De la nécessité du chialage
Samedi, dans le Guardian, Oliver Burkeman consacrait sa chronique hebdomadaire à A Complaint-Free World, un mouvement lancé par un pasteur américain et dont l'idée générale est de cesser de se plaindre, dans la vie. Ça semble un peu gnangnan sur les bords, mais bon, il y a des choses intéressantes là-dedans, et j'ai même vaguement envisagé la possibilité d'essayer leur défi 21-jours-sans-chialer. Peut-être que je pourrais y arriver?
Puis tout à l'heure, j'ouvre la radio. À quoi Maisonneuve consacre-t-il sa tribune téléphonique? À quel sujet cette émission qui aspire à couvrir «les événements les plus chauds de l’actualité québécoise, nationale et internationale, les questions qui mobilisent l’attention et les enjeux de société qui se multiplient dans un monde en pleine transformation» juge-t-elle nécessaire de s'attarder, aujourd'hui? Rencontre de Bali? Corruption de la classe politique? Réforme de la loi fédérale sur le droit d'auteur?
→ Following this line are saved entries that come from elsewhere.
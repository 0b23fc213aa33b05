//! Project discovery and structure

use std::path::{Path, PathBuf};
use thiserror::Error;

/// Name of the project marker directory
pub const PROJECT_DIR: &str = ".bomcost";

/// Represents a bomcost project
#[derive(Debug)]
pub struct Project {
    /// Root directory of the project (parent of .bomcost/)
    root: PathBuf,
}

impl Project {
    /// Find project root by walking up from the current directory
    pub fn discover() -> Result<Self, ProjectError> {
        let current = std::env::current_dir()
            .map_err(|e| ProjectError::IoError(e.to_string()))?;
        Self::discover_from(&current)
    }

    /// Find project root by walking up from the given directory
    pub fn discover_from(start: &Path) -> Result<Self, ProjectError> {
        let mut current = start
            .canonicalize()
            .map_err(|e| ProjectError::IoError(e.to_string()))?;

        loop {
            if current.join(PROJECT_DIR).is_dir() {
                return Ok(Self { root: current });
            }

            if !current.pop() {
                return Err(ProjectError::NotFound {
                    searched_from: start.to_path_buf(),
                });
            }
        }
    }

    /// Create a new project at the given path
    pub fn init(path: &Path) -> Result<Self, ProjectError> {
        let root = path
            .canonicalize()
            .unwrap_or_else(|_| path.to_path_buf());

        if root.join(PROJECT_DIR).exists() {
            return Err(ProjectError::AlreadyExists(root));
        }

        Self::write_skeleton(root)
    }

    /// Re-create the project skeleton even if .bomcost/ exists
    ///
    /// The catalog database is left alone; only the config is rewritten.
    pub fn init_force(path: &Path) -> Result<Self, ProjectError> {
        let root = path
            .canonicalize()
            .unwrap_or_else(|_| path.to_path_buf());
        Self::write_skeleton(root)
    }

    fn write_skeleton(root: PathBuf) -> Result<Self, ProjectError> {
        let project = Self { root };
        std::fs::create_dir_all(project.bomcost_dir())
            .map_err(|e| ProjectError::IoError(e.to_string()))?;
        std::fs::write(project.config_path(), Self::default_config())
            .map_err(|e| ProjectError::IoError(e.to_string()))?;
        Ok(project)
    }

    fn default_config() -> &'static str {
        r#"# bomcost project configuration

# Currency assigned to new nomenclature
# default_currency: USD

# Deepest BOM nesting the cost rollup will follow before giving up
# max_depth: 256

# Reject BOM analogs whose family differs from the line's family
# enforce_family_analogs: false

# Log filter (tracing EnvFilter syntax), e.g. "bomcost=debug"
# log_filter: warn

# Default output format (auto, yaml, tsv, json, csv, md, id)
# default_format: auto
"#
    }

    /// Get the project root directory
    pub fn root(&self) -> &Path {
        &self.root
    }

    /// Get the .bomcost directory
    pub fn bomcost_dir(&self) -> PathBuf {
        self.root.join(PROJECT_DIR)
    }

    /// Path of the project config file
    pub fn config_path(&self) -> PathBuf {
        self.bomcost_dir().join("config.yaml")
    }

    /// Path of the catalog database
    pub fn db_path(&self) -> PathBuf {
        self.bomcost_dir().join("catalog.db")
    }
}

/// Errors that can occur during project operations
#[derive(Debug, Error)]
pub enum ProjectError {
    #[error("not a bomcost project (searched from {searched_from:?}). Run 'bomcost init' to create one.")]
    NotFound { searched_from: PathBuf },

    #[error("bomcost project already exists at {0:?}")]
    AlreadyExists(PathBuf),

    #[error("IO error: {0}")]
    IoError(String),
}

#[cfg(test)]
mod tests {
    use super::*;
    use tempfile::tempdir;

    #[test]
    fn test_project_init_creates_structure() {
        let tmp = tempdir().unwrap();
        let project = Project::init(tmp.path()).unwrap();

        assert!(project.bomcost_dir().is_dir());
        assert!(project.config_path().exists());
        assert!(project.db_path().ends_with(".bomcost/catalog.db"));
    }

    #[test]
    fn test_project_init_fails_if_exists() {
        let tmp = tempdir().unwrap();
        Project::init(tmp.path()).unwrap();

        let err = Project::init(tmp.path()).unwrap_err();
        assert!(matches!(err, ProjectError::AlreadyExists(_)));
    }

    #[test]
    fn test_project_init_force_keeps_database() {
        let tmp = tempdir().unwrap();
        let project = Project::init(tmp.path()).unwrap();
        std::fs::write(project.db_path(), b"keep").unwrap();

        let project = Project::init_force(tmp.path()).unwrap();
        assert_eq!(std::fs::read(project.db_path()).unwrap(), b"keep");
    }

    #[test]
    fn test_project_discover_finds_marker_dir() {
        let tmp = tempdir().unwrap();
        Project::init(tmp.path()).unwrap();

        let subdir = tmp.path().join("some/nested/dir");
        std::fs::create_dir_all(&subdir).unwrap();

        let project = Project::discover_from(&subdir).unwrap();
        assert_eq!(
            project.root().canonicalize().unwrap(),
            tmp.path().canonicalize().unwrap()
        );
    }

    #[test]
    fn test_project_discover_fails_without_marker_dir() {
        let tmp = tempdir().unwrap();
        let err = Project::discover_from(tmp.path()).unwrap_err();
        assert!(matches!(err, ProjectError::NotFound { .. }));
    }
}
Pourparlers israëlo-palestiniens? Stérilité intellectuelle et morale du Parti libéral du Canada? Non: la fête de Noël. Avec des questions fondamentales comme «Combien ça coûte, un beau gros sapin?» et «Est-ce qu'il est trop tôt pour envoyer nos cartes de Noël?».
Misère. Je dirais même: calice...
Je pense que je ne suis pas prêt pour un monde sans chialage.